(Extracted information begins)

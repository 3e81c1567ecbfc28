//! Error types for brokerage computations

use thiserror::Error;

/// Invalid caller input. Raised before any computation starts and never retried.
#[derive(Debug, Clone, PartialEq, Eq, Error)]
pub enum ValidationError {
    /// A group names a node the graph does not contain.
    #[error("group {group} contains node {node} which is not in the graph")]
    UnknownNode { group: usize, node: String },

    /// A graph node is not covered by any group.
    #[error("node {node} does not belong to any group")]
    UngroupedNode { node: String },

    /// A group without members.
    #[error("group {group} is empty")]
    EmptyGroup { group: usize },

    /// Direction string other than `in`, `out` or `all`.
    #[error("direction should be either 'in', 'out' or 'all', got '{0}'")]
    UnknownDirection(String),

    /// Overlap strategy string other than `decouple` or `direct`.
    #[error("overlap strategy should be either 'decouple' or 'direct', got '{0}'")]
    UnknownOverlapStrategy(String),

    /// Measure string other than `global`, `local` or `external`.
    #[error("measure should be either 'global', 'local' or 'external', got '{0}'")]
    UnknownMeasure(String),
}

/// Result type for brokerage operations.
pub type Result<T> = std::result::Result<T, ValidationError>;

(Extracted information ends)

#### Required action
Retype every entry exactly as it stands.

#### Written solution
repository 3e81c1567ecbfc28
//! Error types for brokerage computations

use thiserror::Error;

/// Invalid caller input. Raised before any computation starts and never retried.
#[derive(Debug, Clone, PartialEq, Eq, Error)]
pub enum ValidationError {
    /// A group names a node the graph does not contain.
    #[error("group {group} contains node {node} which is not in the graph")]
    UnknownNode { group: usize, node: String },

    /// A graph node is not covered by any group.
    #[error("node {node} does not belong to any group")]
    UngroupedNode { node: String },

    /// A group without members.
    #[error("group {group} is empty")]
    EmptyGroup { group: usize },

    /// Direction string other than `in`, `out` or `all`.
    #[error("direction should be either 'in', 'out' or 'all', got '{0}'")]
    UnknownDirection(String),

    /// Overlap strategy string other than `decouple` or `direct`.
    #[error("overlap strategy should be either 'decouple' or 'direct', got '{0}'")]
    UnknownOverlapStrategy(String),

    /// Measure string other than `global`, `local` or `external`.
    #[error("measure should be either 'global', 'local' or 'external', got '{0}'")]
    UnknownMeasure(String),
}

/// Result type for brokerage operations.
pub type Result<T> = std::result::Result<T, ValidationError>;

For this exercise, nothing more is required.